[DATASET EXTRACT — start]

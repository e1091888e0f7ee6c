use std::collections::{BTreeMap, BTreeSet};

use stakex_core::constants::MAX_URL_LENGTH;
use stakex_core::{AccountName, ProducerKey, StakexError};
use stakex_econ::PayShare;
use tracing::{debug, info};

use crate::engine::ApplyContext;
use crate::records::{ProducerInfo, VoterInfo};

/// Changes to the vote-pay stream accumulated while shifting votes.
#[derive(Debug, Default)]
struct VotePayDelta {
    rate: f64,
    inactive_share: f64,
}

impl ApplyContext<'_> {
    fn vote_weight(&self, voter: &VoterInfo) -> f64 {
        let own = voter.staked.min(self.params.max_vote_power) as f64;
        if voter.is_proxy {
            own + voter.proxied_vote_weight
        } else {
            own
        }
    }

    /// Add `delta` votes to `name` and account the producer's vote-pay rate.
    ///
    /// A producer that has not claimed within the pay threshold stops
    /// accruing: its share is frozen on the first touch after the
    /// threshold and its rate leaves the global stream.
    fn shift_producer_votes(&mut self, name: AccountName, delta: f64, acc: &mut VotePayDelta) -> Result<(), StakexError> {
        let mut producer = self.state.producer(name)?.ok_or(StakexError::ProducerNotRegistered(name))?;
        let init_total_votes = producer.total_votes;
        producer.total_votes += delta;
        if producer.total_votes < 0.0 {
            producer.total_votes = 0.0;
        }
        self.global.total_producer_vote_weight += delta;
        self.state.put_producer(&producer)?;

        if let Some(mut share) = self.state.vote_pay_share(name)? {
            let threshold = producer.last_claim_time + self.params.vote_pay_threshold_secs;
            let crossed = threshold <= self.now;
            let updated_after = threshold <= share.last_update;
            let rate = if updated_after { 0.0 } else { init_total_votes };
            let accrued = share.update(self.now, rate, crossed && !updated_after);
            self.state.put_vote_pay_share(name, &share)?;

            if !crossed {
                acc.rate += delta;
            } else if !updated_after {
                acc.inactive_share += accrued;
                acc.rate -= init_total_votes;
            }
        }
        Ok(())
    }

    fn apply_vote_pay_delta(&mut self, acc: VotePayDelta) {
        self.global.vote_pay.update(self.now, -acc.inactive_share, acc.rate);
    }

    // ── Witness set ──────────────────────────────────────────────────────────

    /// Top producers by votes that are active and hold a meaningful share
    /// of all votes.
    pub(crate) fn witness_set(&self) -> Result<BTreeSet<AccountName>, StakexError> {
        let total = self.global.total_producer_vote_weight;
        if total <= 0.0 {
            return Ok(BTreeSet::new());
        }
        Ok(self
            .state
            .producers_by_votes(self.params.witness_set_size)?
            .into_iter()
            .filter(|p| p.is_active && p.total_votes / total > self.params.witness_min_vote_fraction)
            .map(|p| p.owner)
            .collect())
    }

    /// Settle witness pay shares of producers entering or leaving the set.
    pub(crate) fn apply_witness_changes(
        &mut self,
        before: &BTreeSet<AccountName>,
        after: &BTreeSet<AccountName>,
    ) -> Result<(), StakexError> {
        let mut rate_delta = 0.0;
        let mut changed = false;
        for name in before.difference(after) {
            let mut share = self.state.witness_pay_share(*name)?.unwrap_or_else(|| PayShare::new(self.now));
            share.update(self.now, 1.0, false);
            self.state.put_witness_pay_share(*name, &share)?;
            rate_delta -= 1.0;
            changed = true;
            debug!(producer = %name, "left witness set");
        }
        for name in after.difference(before) {
            let mut share = self.state.witness_pay_share(*name)?.unwrap_or_else(|| PayShare::new(self.now));
            share.update(self.now, 0.0, false);
            self.state.put_witness_pay_share(*name, &share)?;
            rate_delta += 1.0;
            changed = true;
            debug!(producer = %name, "joined witness set");
        }
        if changed {
            self.global.witness_pay.update(self.now, 0.0, rate_delta);
        }
        Ok(())
    }

    // ── Producers ────────────────────────────────────────────────────────────

    pub(crate) fn register_producer(
        &mut self,
        name: AccountName,
        key: ProducerKey,
        url: &str,
        location: u16,
    ) -> Result<(), StakexError> {
        if url.len() >= MAX_URL_LENGTH {
            return Err(StakexError::UrlTooLong { max: MAX_URL_LENGTH });
        }
        if key.is_empty() {
            return Err(StakexError::EmptyProducerKey);
        }
        let staked = self.state.voter(name)?.map(|v| v.staked).unwrap_or(0);
        if staked <= self.params.min_producer_stake {
            return Err(StakexError::ProducerStakeTooLow { min: self.params.min_producer_stake });
        }

        let before = self.witness_set()?;
        match self.state.producer(name)? {
            Some(mut producer) => {
                producer.producer_key = key;
                producer.is_active = true;
                producer.url = url.to_string();
                producer.location = location;
                if producer.last_claim_time == 0 {
                    producer.last_claim_time = self.now;
                }
                self.state.put_producer(&producer)?;

                if self.state.vote_pay_share(name)?.is_none() {
                    self.state.put_vote_pay_share(name, &PayShare::new(self.now))?;
                    self.global.vote_pay.update(self.now, 0.0, producer.total_votes);
                }
                if self.state.witness_pay_share(name)?.is_none() {
                    self.state.put_witness_pay_share(name, &PayShare::new(self.now))?;
                }
                info!(producer = %name, "producer re-registered");
            }
            None => {
                let producer = ProducerInfo {
                    owner: name,
                    total_votes: 0.0,
                    producer_key: key,
                    is_active: true,
                    url: url.to_string(),
                    unpaid_blocks: 0,
                    last_claim_time: self.now,
                    location,
                };
                self.state.put_producer(&producer)?;
                self.state.put_vote_pay_share(name, &PayShare::new(self.now))?;
                self.state.put_witness_pay_share(name, &PayShare::new(self.now))?;
                info!(producer = %name, "producer registered");
            }
        }
        let after = self.witness_set()?;
        self.apply_witness_changes(&before, &after)
    }

    /// Deactivate a producer; its votes stay but it leaves the schedule
    /// candidates and the witness set.
    pub(crate) fn unregister_producer(&mut self, name: AccountName) -> Result<(), StakexError> {
        let mut producer = self.state.producer(name)?.ok_or(StakexError::ProducerNotRegistered(name))?;
        let before = self.witness_set()?;
        producer.deactivate();
        self.state.put_producer(&producer)?;
        let after = self.witness_set()?;
        self.apply_witness_changes(&before, &after)?;
        info!(producer = %name, "producer deactivated");
        Ok(())
    }

    // ── Voters ───────────────────────────────────────────────────────────────

    /// Add `delta` to the voter's stake and re-tally its vote.
    pub(crate) fn update_voting_power(&mut self, owner: AccountName, delta: i64) -> Result<(), StakexError> {
        let mut voter = self.state.voter(owner)?.unwrap_or_else(|| VoterInfo::new(owner));
        voter.staked += delta;
        if voter.staked < 0 {
            return Err(StakexError::InsufficientStake("stake for voting cannot be negative"));
        }
        self.state.put_voter(&voter)?;

        if voter.proxy.is_some() || !voter.producers.is_empty() {
            self.update_votes(owner, voter.proxy, &voter.producers, false)?;
        }
        Ok(())
    }

    pub(crate) fn vote_producer(
        &mut self,
        voter: AccountName,
        proxy: Option<AccountName>,
        producers: &[AccountName],
    ) -> Result<(), StakexError> {
        if self.state.producer(voter)?.is_some() {
            return Err(StakexError::ProducersCannotVote);
        }
        self.update_rex_stake(voter)?;
        self.update_votes(voter, proxy, producers, true)?;

        if self.state.rex_balance(voter)?.is_some_and(|b| b.rex_balance.amount > 0) {
            self.check_voting_requirement(voter)?;
        }

        let mut info = self.state.voter(voter)?.ok_or(StakexError::VoterNotFound(voter))?;
        let weight = info.staked.min(self.params.max_vote_power);
        info.unpaid_votes += weight;
        self.global.total_unpaid_votes += weight;
        self.state.put_voter(&info)
    }

    pub(crate) fn update_votes(
        &mut self,
        voter_name: AccountName,
        proxy: Option<AccountName>,
        producers: &[AccountName],
        voting: bool,
    ) -> Result<(), StakexError> {
        if let Some(proxy) = proxy {
            if !producers.is_empty() {
                return Err(StakexError::ProxyAndProducers);
            }
            if proxy == voter_name {
                return Err(StakexError::ProxyToSelf);
            }
        } else {
            if producers.len() > self.params.max_producer_votes {
                return Err(StakexError::TooManyProducers {
                    max: self.params.max_producer_votes,
                    got: producers.len(),
                });
            }
            if !producers.windows(2).all(|w| w[0] < w[1]) {
                return Err(StakexError::ProducersNotSorted);
            }
        }

        let mut voter = self.state.voter(voter_name)?.ok_or(StakexError::VoterNotFound(voter_name))?;
        if proxy.is_some() && voter.is_proxy {
            return Err(StakexError::ProxyCannotUseProxy);
        }

        // The first vote of an account activates its stake.
        if voter.last_vote_weight <= 0.0 {
            self.global.total_activated_stake += voter.staked;
            if self.global.total_activated_stake >= self.params.min_activated_stake
                && self.global.thresh_activated_stake_time == 0
            {
                self.global.thresh_activated_stake_time = self.now;
                info!(total = self.global.total_activated_stake, "chain activated");
            }
        }

        let before = self.witness_set()?;
        let new_weight = self.vote_weight(&voter);

        // (delta, in the new vote set)
        let mut deltas: BTreeMap<AccountName, (f64, bool)> = BTreeMap::new();
        if voter.last_vote_weight > 0.0 {
            if let Some(old_proxy) = voter.proxy {
                let mut old = self.state.voter(old_proxy)?.ok_or_else(|| StakexError::missing("old proxy"))?;
                old.proxied_vote_weight -= voter.last_vote_weight;
                self.state.put_voter(&old)?;
                self.propagate_weight_change(old_proxy)?;
            } else {
                for p in &voter.producers {
                    deltas.entry(*p).or_insert((0.0, false)).0 -= voter.last_vote_weight;
                }
            }
        }

        if let Some(new_proxy) = proxy {
            let mut target = self.state.voter(new_proxy)?.ok_or(StakexError::NotAProxy(new_proxy))?;
            if voting && !target.is_proxy {
                return Err(StakexError::NotAProxy(new_proxy));
            }
            if new_weight >= 0.0 {
                target.proxied_vote_weight += new_weight;
                self.state.put_voter(&target)?;
                self.propagate_weight_change(new_proxy)?;
            }
        } else if new_weight >= 0.0 {
            for p in producers {
                let entry = deltas.entry(*p).or_insert((0.0, false));
                entry.0 += new_weight;
                entry.1 = true;
            }
        }

        let mut acc = VotePayDelta::default();
        for (name, (delta, is_new)) in deltas {
            match self.state.producer(name)? {
                Some(producer) => {
                    if voting && !producer.is_active && is_new {
                        return Err(StakexError::ProducerNotActive(name));
                    }
                    self.shift_producer_votes(name, delta, &mut acc)?;
                }
                None if is_new => return Err(StakexError::ProducerNotRegistered(name)),
                None => {}
            }
        }
        self.apply_vote_pay_delta(acc);

        voter.last_vote_weight = new_weight;
        voter.producers = producers.to_vec();
        voter.proxy = proxy;
        self.state.put_voter(&voter)?;

        let after = self.witness_set()?;
        self.apply_witness_changes(&before, &after)?;
        debug!(voter = %voter_name, weight = new_weight, "votes updated");
        Ok(())
    }

    /// Push a proxy's changed weight to whatever it votes for.
    fn propagate_weight_change(&mut self, name: AccountName) -> Result<(), StakexError> {
        let voter = self.state.voter(name)?.ok_or(StakexError::VoterNotFound(name))?;
        if voter.proxy.is_some() && voter.is_proxy {
            return Err(StakexError::ProxyCannotUseProxy);
        }
        let new_weight = self.vote_weight(&voter);
        let delta = new_weight - voter.last_vote_weight;
        if delta.abs() <= self.params.vote_weight_epsilon {
            return Ok(());
        }

        if let Some(proxy) = voter.proxy {
            let mut target = self.state.voter(proxy)?.ok_or_else(|| StakexError::missing("proxy"))?;
            target.proxied_vote_weight += delta;
            self.state.put_voter(&target)?;
            self.propagate_weight_change(proxy)?;
        } else {
            let mut acc = VotePayDelta::default();
            for p in &voter.producers {
                self.shift_producer_votes(*p, delta, &mut acc)?;
            }
            self.apply_vote_pay_delta(acc);
        }

        let mut voter = self.state.voter(name)?.ok_or(StakexError::VoterNotFound(name))?;
        voter.last_vote_weight = new_weight;
        self.state.put_voter(&voter)
    }

    pub(crate) fn register_proxy(&mut self, proxy: AccountName, is_proxy: bool) -> Result<(), StakexError> {
        match self.state.voter(proxy)? {
            Some(mut voter) => {
                if voter.is_proxy == is_proxy {
                    return Err(StakexError::NoEffect);
                }
                if is_proxy && voter.proxy.is_some() {
                    return Err(StakexError::ProxyUsesProxy);
                }
                let before = self.witness_set()?;
                voter.is_proxy = is_proxy;
                self.state.put_voter(&voter)?;
                self.propagate_weight_change(proxy)?;
                let after = self.witness_set()?;
                self.apply_witness_changes(&before, &after)?;
            }
            None => {
                let voter = VoterInfo { is_proxy, ..VoterInfo::new(proxy) };
                self.state.put_voter(&voter)?;
            }
        }
        info!(%proxy, is_proxy, "proxy status changed");
        Ok(())
    }
}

[DATASET EXTRACT — finish]

DIRECTIONS:
Repeat the entries above verbatim, but only from the line that has "voter.staked += delta;" down to the line that has "self.update_votes(voter, proxy, producers, true)?;", inclusive.

FINISHED TASK:
        voter.staked += delta;
        if voter.staked < 0 {
            return Err(StakexError::InsufficientStake("stake for voting cannot be negative"));
        }
        self.state.put_voter(&voter)?;

        if voter.proxy.is_some() || !voter.producers.is_empty() {
            self.update_votes(owner, voter.proxy, &voter.producers, false)?;
        }
        Ok(())
    }

    pub(crate) fn vote_producer(
        &mut self,
        voter: AccountName,
        proxy: Option<AccountName>,
        producers: &[AccountName],
    ) -> Result<(), StakexError> {
        if self.state.producer(voter)?.is_some() {
            return Err(StakexError::ProducersCannotVote);
        }
        self.update_rex_stake(voter)?;
        self.update_votes(voter, proxy, producers, true)?;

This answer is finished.